Brésil - Une étude révèle que le gouvernement brésilien ne considère pas la transmission communautaire du nouveau coronavirus sur les terres indigènes

Publié le 26 Mai 2020

La santé exclut les terres indigènes de la transmission communautaire de Covid-19
 
Une étude révèle que le gouvernement brésilien ne considère pas la transmission communautaire du nouveau coronavirus sur les terres indigènes, contrairement au reste du pays. Les effets sont extrêmement graves.


Par Andreia Fanzeres*.

Cuiabá, MT - Depuis que le Brésil a reconnu qu'il était sous l'influence de la nouvelle pandémie de coronavirus (Covid-19) en mars, il a commencé à adopter des procédures nationales compatibles avec le niveau de réponse de "l'urgence de santé publique d'intérêt national". Malgré les critiques quotidiennes sur la gestion de cette crise par le ministère de la santé et le gouvernement fédéral, le pays a commencé à fonctionner à partir de la réalité de la transmission communautaire du virus. Mais il a laissé de côté les terres indigènes. C'est l'une des conclusions du "Rapport technique contenant l'analyse des protocoles et des règlements du ministère de la Santé et du Secrétariat spécial pour les soins de santé indigènes (SESAI/MS) pour la confrontation de Covid-19 avec les peuples indigènes", publié par l'OPAN.
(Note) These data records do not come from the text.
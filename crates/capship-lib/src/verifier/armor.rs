use crate::calc::AttributeSet;
use crate::vessel::Vessel;

use super::options::VerifierOptions;
use super::outcome::{CheckKind, CheckOutcome};

/// Armor tonnage, point allocation and armor type.
pub fn check_armor(vessel: &Vessel<'_>, attrs: &AttributeSet, options: &VerifierOptions) -> CheckOutcome {
    if !options.check_armor {
        return CheckOutcome::skipped(CheckKind::Armor);
    }
    let mut outcome = CheckOutcome::new(CheckKind::Armor);
    let allocation = &vessel.design.armor;

    if allocation.tonnage > attrs.max_armor_weight {
        outcome.fail(format!(
            "Total armor, {} tons, is greater than the maximum: {}",
            allocation.tonnage, attrs.max_armor_weight
        ));
    }

    let allocated = allocation.total_points();
    if allocated > attrs.armor_points_available {
        let facings = allocation
            .points
            .iter()
            .map(|(arc, points)| format!("{} {points}", arc.abbr()))
            .collect::<Vec<_>>()
            .join(", ");
        outcome.fail(format!(
            "Allocated armor points ({facings}) total {allocated}, more than the {} points available",
            attrs.armor_points_available
        ));
    }

    match vessel.armor {
        Some(armor) if !armor.is_capital() => {
            outcome.fail(format!("{} cannot be mounted on advanced aerospace units", armor.name));
        }
        None if allocation.tonnage > 0.0 => {
            outcome.fail("Armor tonnage is allocated without an armor type");
        }
        _ => {}
    }
    outcome
}
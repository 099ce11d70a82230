//! Hull classes, drive cores, firing arcs and era tables.
//!
//! Hull-dependent formula constants live on [`HullClass`] as exhaustive matches,
//! so adding a class is a compile-time checked change across every formula.

use std::fmt;

use serde::{Deserialize, Serialize};

/// Category of advanced aerospace hull.
#[derive(Debug, Clone, Copy, PartialEq, Eq, Hash, PartialOrd, Ord, Serialize, Deserialize)]
#[serde(rename_all = "snake_case")]
pub enum HullClass {
    JumpShip,
    WarShip,
    SpaceStation,
}

impl HullClass {
    /// Human-readable label shown in reports.
    pub fn label(self) -> &'static str {
        match self {
            HullClass::JumpShip => "JumpShip",
            HullClass::WarShip => "WarShip",
            HullClass::SpaceStation => "Space Station",
        }
    }

    /// WarShips and stations share the larger crew and fire-control allowances.
    pub fn is_capital_crewed(self) -> bool {
        matches!(self, HullClass::WarShip | HullClass::SpaceStation)
    }

    /// Divisor applied to `SI × tonnage` to obtain structure weight.
    pub(crate) fn structure_divisor(self) -> f64 {
        match self {
            HullClass::WarShip => 1000.0,
            HullClass::SpaceStation => 100.0,
            HullClass::JumpShip => 150.0,
        }
    }

    /// `(divisor, flat bonus)` applied to `SI × tonnage` for maximum armor tonnage.
    pub(crate) fn armor_weight_terms(self) -> (f64, f64) {
        match self {
            HullClass::WarShip => (50_000.0, 0.0),
            HullClass::SpaceStation => (300.0, 60.0),
            HullClass::JumpShip => (1800.0, 0.0),
        }
    }

    /// Weapon slots allowed per firing arc before extra fire control is required.
    pub(crate) fn slots_per_arc(self) -> u32 {
        match self {
            HullClass::JumpShip => 12,
            HullClass::WarShip | HullClass::SpaceStation => 20,
        }
    }

    /// Control system weight multiplier for non-primitive hulls.
    pub(crate) fn control_multiplier(self) -> f64 {
        match self {
            HullClass::SpaceStation => 0.001,
            HullClass::JumpShip | HullClass::WarShip => 0.0025,
        }
    }

    /// `(divisor, offset)` of the non-primitive sail formula `⌈t / divisor⌉ + offset`.
    pub(crate) fn sail_terms(self) -> (f64, f64) {
        match self {
            HullClass::WarShip => (20_000.0, 30.0),
            HullClass::JumpShip | HullClass::SpaceStation => (7500.0, 30.0),
        }
    }

    /// `(base crew, tons per additional crew member)`.
    pub(crate) fn crew_terms(self) -> (u32, f64) {
        match self {
            HullClass::WarShip | HullClass::SpaceStation => (45, 5000.0),
            HullClass::JumpShip => (6, 20_000.0),
        }
    }

    /// Largest legal gravity deck diameter in meters.
    pub(crate) fn max_grav_deck_diameter(self) -> u32 {
        match self {
            HullClass::SpaceStation => GRAV_DECK_HUGE_MAX,
            HullClass::JumpShip | HullClass::WarShip => GRAV_DECK_LARGE_MAX,
        }
    }

    /// Firing arcs available to this hull.
    pub fn arcs(self) -> &'static [Arc] {
        match self {
            HullClass::WarShip => &Arc::WARSHIP,
            HullClass::JumpShip | HullClass::SpaceStation => &Arc::ARMOR_FACINGS,
        }
    }
}

impl fmt::Display for HullClass {
    fn fmt(&self, f: &mut fmt::Formatter<'_>) -> fmt::Result {
        f.write_str(self.label())
    }
}

/// Hull class plus the primitive marker.
#[derive(Debug, Clone, Copy, PartialEq, Eq, Hash, Serialize, Deserialize)]
pub struct Hull {
    pub class: HullClass,
    #[serde(default)]
    pub primitive: bool,
}

impl Hull {
    pub const fn new(class: HullClass) -> Self {
        Self {
            class,
            primitive: false,
        }
    }

    pub const fn primitive(class: HullClass) -> Self {
        Self {
            class,
            primitive: true,
        }
    }
}

impl fmt::Display for Hull {
    fn fmt(&self, f: &mut fmt::Formatter<'_>) -> fmt::Result {
        if self.primitive {
            write!(f, "Primitive {}", self.class)
        } else {
            write!(f, "{}", self.class)
        }
    }
}

/// Kearny-Fuchida drive core fitted to the hull.
#[derive(Debug, Clone, Copy, PartialEq, Eq, Hash, Default, Serialize, Deserialize)]
#[serde(rename_all = "snake_case")]
pub enum DriveCore {
    #[default]
    Standard,
    Compact,
    Subcompact,
    None,
}

impl DriveCore {
    /// Smallest legal hull tonnage for this core.
    pub fn min_tonnage(self) -> f64 {
        match self {
            DriveCore::Compact => 100_000.0,
            DriveCore::Subcompact => 5000.0,
            DriveCore::None => 2000.0,
            DriveCore::Standard => 50_000.0,
        }
    }

    /// Hull tonnage must be a multiple of this increment.
    pub fn weight_increment(self) -> f64 {
        match self {
            DriveCore::Compact => 10_000.0,
            DriveCore::Subcompact => 100.0,
            DriveCore::None => 500.0,
            DriveCore::Standard => 1000.0,
        }
    }

    /// Fraction of hull tonnage taken by the drive core.
    pub(crate) fn mass_fraction(self) -> f64 {
        match self {
            DriveCore::Standard => 0.95,
            DriveCore::Compact | DriveCore::Subcompact => 0.4525,
            DriveCore::None => 0.0,
        }
    }
}

/// Firing arcs and armor facings.
///
/// The first six variants are the armor facings shared by every hull; the two
/// broadsides exist only on WarShips and never carry armor.
#[derive(Debug, Clone, Copy, PartialEq, Eq, Hash, PartialOrd, Ord, Serialize, Deserialize)]
#[serde(rename_all = "snake_case")]
pub enum Arc {
    Nose,
    ForwardLeft,
    ForwardRight,
    AftLeft,
    AftRight,
    Aft,
    BroadsideLeft,
    BroadsideRight,
}

impl Arc {
    pub const ARMOR_FACINGS: [Arc; 6] = [
        Arc::Nose,
        Arc::ForwardLeft,
        Arc::ForwardRight,
        Arc::AftLeft,
        Arc::AftRight,
        Arc::Aft,
    ];

    pub const WARSHIP: [Arc; 8] = [
        Arc::Nose,
        Arc::ForwardLeft,
        Arc::ForwardRight,
        Arc::AftLeft,
        Arc::AftRight,
        Arc::Aft,
        Arc::BroadsideLeft,
        Arc::BroadsideRight,
    ];

    /// Whether armor can be placed on this arc (broadsides excluded).
    pub fn is_armor_facing(self) -> bool {
        !matches!(self, Arc::BroadsideLeft | Arc::BroadsideRight)
    }

    /// Short location code used in listings.
    pub fn abbr(self) -> &'static str {
        match self {
            Arc::Nose => "NOS",
            Arc::ForwardLeft => "FLS",
            Arc::ForwardRight => "FRS",
            Arc::AftLeft => "ALS",
            Arc::AftRight => "ARS",
            Arc::Aft => "AFT",
            Arc::BroadsideLeft => "LBS",
            Arc::BroadsideRight => "RBS",
        }
    }

    pub fn label(self) -> &'static str {
        match self {
            Arc::Nose => "Nose",
            Arc::ForwardLeft => "Forward Left",
            Arc::ForwardRight => "Forward Right",
            Arc::AftLeft => "Aft Left",
            Arc::AftRight => "Aft Right",
            Arc::Aft => "Aft",
            Arc::BroadsideLeft => "Left Broadside",
            Arc::BroadsideRight => "Right Broadside",
        }
    }
}

impl fmt::Display for Arc {
    fn fmt(&self, f: &mut fmt::Formatter<'_>) -> fmt::Result {
        f.write_str(self.label())
    }
}

/// Left/right arc pairs whose weapon loads must mirror each other.
pub const LATERAL_PAIRS: [(Arc, Arc); 3] = [
    (Arc::ForwardLeft, Arc::ForwardRight),
    (Arc::AftLeft, Arc::AftRight),
    (Arc::BroadsideLeft, Arc::BroadsideRight),
];

/// Largest standard gravity deck diameter in meters.
pub const GRAV_DECK_STANDARD_MAX: u32 = 100;
/// Largest large gravity deck diameter in meters.
pub const GRAV_DECK_LARGE_MAX: u32 = 250;
/// Largest huge gravity deck diameter in meters.
pub const GRAV_DECK_HUGE_MAX: u32 = 1500;

/// Ordered era table: the first row whose `from_year` is at or below the build
/// year wins, otherwise `fallback` applies.
///
/// Rows must be sorted by descending `from_year`.
#[derive(Debug, Clone, Copy)]
pub struct YearTable<T: 'static> {
    pub rows: &'static [(u32, T)],
    pub fallback: T,
}

impl<T: Copy> YearTable<T> {
    pub fn lookup(&self, year: u32) -> T {
        self.rows
            .iter()
            .find(|(from_year, _)| year >= *from_year)
            .map(|(_, value)| *value)
            .unwrap_or(self.fallback)
    }
}

#[cfg(test)]
mod tests {
    use super::*;

    const TABLE: YearTable<f64> = YearTable {
        rows: &[(2300, 1.0), (2200, 2.0)],
        fallback: 3.0,
    };

    #[test]
    fn year_table_selects_first_matching_row() {
        assert_eq!(TABLE.lookup(2350), 1.0);
        assert_eq!(TABLE.lookup(2300), 1.0);
        assert_eq!(TABLE.lookup(2299), 2.0);
        assert_eq!(TABLE.lookup(2200), 2.0);
        assert_eq!(TABLE.lookup(2199), 3.0);
    }

    #[test]
    fn only_warships_have_broadsides() {
        assert_eq!(HullClass::WarShip.arcs().len(), 8);
        assert!(HullClass::JumpShip
            .arcs()
            .iter()
            .all(|arc| arc.is_armor_facing()));
    }
}
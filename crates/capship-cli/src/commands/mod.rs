// Module exports for CLI subcommands.
//
// Each module handles one subcommand; main.rs parses arguments and dispatches.

pub mod breakdown;
pub mod catalog;
pub mod verify;

use std::path::PathBuf;

use clap::Args;

/// Reference catalog locations shared by every subcommand.
#[derive(Args, Debug, Default)]
pub struct CatalogArgs {
    /// Equipment catalog CSV (defaults to $CAPSHIP_EQUIPMENT_DATA).
    #[arg(long, global = true)]
    pub equipment_data: Option<PathBuf>,
    /// Armor catalog CSV (defaults to $CAPSHIP_ARMOR_DATA).
    #[arg(long, global = true)]
    pub armor_data: Option<PathBuf>,
}
//! Tonnage rounding primitives.
//!
//! Every weight formula states explicitly which granularity and direction it
//! rounds with. Values that sit within [`SNAP_EPSILON`] of a granularity step are
//! treated as exactly on that step before rounding, so products such as
//! `500_000.0 * 0.0025` round up to `1250` rather than `1251`.

use serde::{Deserialize, Serialize};

/// Tolerance (in granularity steps) absorbed before directional rounding.
pub const SNAP_EPSILON: f64 = 1e-6;

/// The unit a weight is rounded to.
#[derive(Debug, Clone, Copy, PartialEq, Eq, Hash, Serialize, Deserialize)]
#[serde(rename_all = "snake_case")]
pub enum Granularity {
    /// Whole tons.
    Ton,
    /// Half tons.
    HalfTon,
}

impl Granularity {
    /// Number of granularity steps per ton.
    pub const fn steps_per_ton(self) -> f64 {
        match self {
            Granularity::Ton => 1.0,
            Granularity::HalfTon => 2.0,
        }
    }
}

/// Direction of rounding.
#[derive(Debug, Clone, Copy, PartialEq, Eq, Hash, Serialize, Deserialize)]
#[serde(rename_all = "snake_case")]
pub enum RoundMode {
    /// Conventional rounding, halves go up.
    Nearest,
    /// Toward positive infinity.
    Ceil,
    /// Toward negative infinity.
    Floor,
}

/// Round `value` to `granularity` using `mode`.
pub fn round(value: f64, granularity: Granularity, mode: RoundMode) -> f64 {
    if !value.is_finite() {
        return value;
    }
    let steps = granularity.steps_per_ton();
    let scaled = value * steps;
    let nearest_step = scaled.round();
    let scaled = if (scaled - nearest_step).abs() < SNAP_EPSILON {
        nearest_step
    } else {
        scaled
    };
    let rounded = match mode {
        // f64::round rounds half away from zero; half-up wants floor(x + 0.5).
        RoundMode::Nearest => (scaled + 0.5).floor(),
        RoundMode::Ceil => scaled.ceil(),
        RoundMode::Floor => scaled.floor(),
    };
    rounded / steps
}

pub fn round_half_ton(value: f64) -> f64 {
    round(value, Granularity::HalfTon, RoundMode::Nearest)
}

pub fn ceil_ton(value: f64) -> f64 {
    round(value, Granularity::Ton, RoundMode::Ceil)
}

pub fn ceil_half_ton(value: f64) -> f64 {
    round(value, Granularity::HalfTon, RoundMode::Ceil)
}

pub fn floor_half_ton(value: f64) -> f64 {
    round(value, Granularity::HalfTon, RoundMode::Floor)
}

#[cfg(test)]
mod tests {
    use super::*;

    const MODES: [RoundMode; 3] = [RoundMode::Nearest, RoundMode::Ceil, RoundMode::Floor];
    const GRANULARITIES: [Granularity; 2] = [Granularity::Ton, Granularity::HalfTon];

    #[test]
    fn nearest_rounds_halves_up() {
        assert_eq!(round(2.5, Granularity::Ton, RoundMode::Nearest), 3.0);
        assert_eq!(round(2.25, Granularity::HalfTon, RoundMode::Nearest), 2.5);
        assert_eq!(round(2.2, Granularity::HalfTon, RoundMode::Nearest), 2.0);
        assert_eq!(round(-2.5, Granularity::Ton, RoundMode::Nearest), -2.0);
    }

    #[test]
    fn directional_modes() {
        assert_eq!(ceil_ton(10.01), 11.0);
        assert_eq!(ceil_half_ton(10.01), 10.5);
        assert_eq!(floor_half_ton(10.99), 10.5);
        assert_eq!(round(10.99, Granularity::Ton, RoundMode::Floor), 10.0);
    }

    #[test]
    fn float_noise_does_not_push_ceiling_over() {
        assert_eq!(ceil_ton(500_000.0 * 0.0025), 1250.0);
        assert_eq!(ceil_ton(200_000.0 * 0.001), 200.0);
        assert_eq!(round_half_ton(200_000.0 * 0.012), 2400.0);
    }

    #[test]
    fn rounding_is_idempotent() {
        let samples = [0.0, 0.1, 0.25, 0.5, 0.75, 1.3, 17.74, 2400.0, 1249.999_999_9, 33.333];
        for value in samples {
            for granularity in GRANULARITIES {
                for mode in MODES {
                    let once = round(value, granularity, mode);
                    assert_eq!(round(once, granularity, mode), once, "{value} {granularity:?} {mode:?}");
                }
            }
        }
    }
}
use std::path::PathBuf;

use thiserror::Error;

/// Convenient result alias for the capital ship verifier.
pub type Result<T> = std::result::Result<T, Error>;

/// Structural errors raised while loading reference data or resolving a design.
///
/// Rule violations are never reported through this type; they are diagnostics on a
/// [`ValidationResult`](crate::verifier::ValidationResult).
#[derive(Debug, Error)]
pub enum Error {
    /// A mount references an equipment id that the catalog does not know.
    #[error("unknown equipment id: {id}{}", format_location(.location))]
    UnknownEquipment { id: String, location: Option<String> },

    /// The design names an armor type the catalog does not carry.
    #[error("unknown armor type: {id}")]
    UnknownArmorType { id: String },

    /// A primitive hull requires the primitive armor record, which is missing.
    #[error("catalog has no primitive capital armor record")]
    MissingPrimitiveArmor,

    /// Raised when catalog data fails validation.
    #[error("invalid catalog data: {message}")]
    CatalogValidation { message: String },

    /// Raised when duplicate ids are encountered during catalog load.
    #[error("duplicate catalog id encountered: {id}")]
    DuplicateCatalogId { id: String },

    /// Raised when a design snapshot is internally inconsistent.
    #[error("invalid design: {message}")]
    DesignValidation { message: String },

    /// Raised when a design file could not be decoded.
    #[error("failed to parse design {}: {source}", display_path(.path))]
    DesignParse {
        path: Option<PathBuf>,
        #[source]
        source: serde_json::Error,
    },

    /// Raised when a verifier options file could not be decoded.
    #[error("failed to parse verifier options {}: {source}", display_path(.path))]
    OptionsParse {
        path: Option<PathBuf>,
        #[source]
        source: serde_json::Error,
    },

    /// Wrapper for IO errors.
    #[error(transparent)]
    Io(#[from] std::io::Error),
}

fn format_location(location: &Option<String>) -> String {
    match location {
        Some(location) => format!(" (in {location})"),
        None => String::new(),
    }
}

fn display_path(path: &Option<PathBuf>) -> String {
    match path {
        Some(path) => path.display().to_string(),
        None => "<reader>".to_string(),
    }
}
Basée sur l'analyse de divers documents officiels, y compris les rapports techniques du Secrétariat spécial pour la santé des indigènes (SESAI) depuis le début de la pandémie, l'étude met en évidence les incohérences pertinentes des lignes directrices du SESAI pour la prise en charge et la surveillance des cas de contamination. Dans certains d'entre eux, les directives, plutôt que de réduire potentiellement les dommages de la pandémie, pourraient accroître encore la vulnérabilité des peuples indigènes à Covid-19.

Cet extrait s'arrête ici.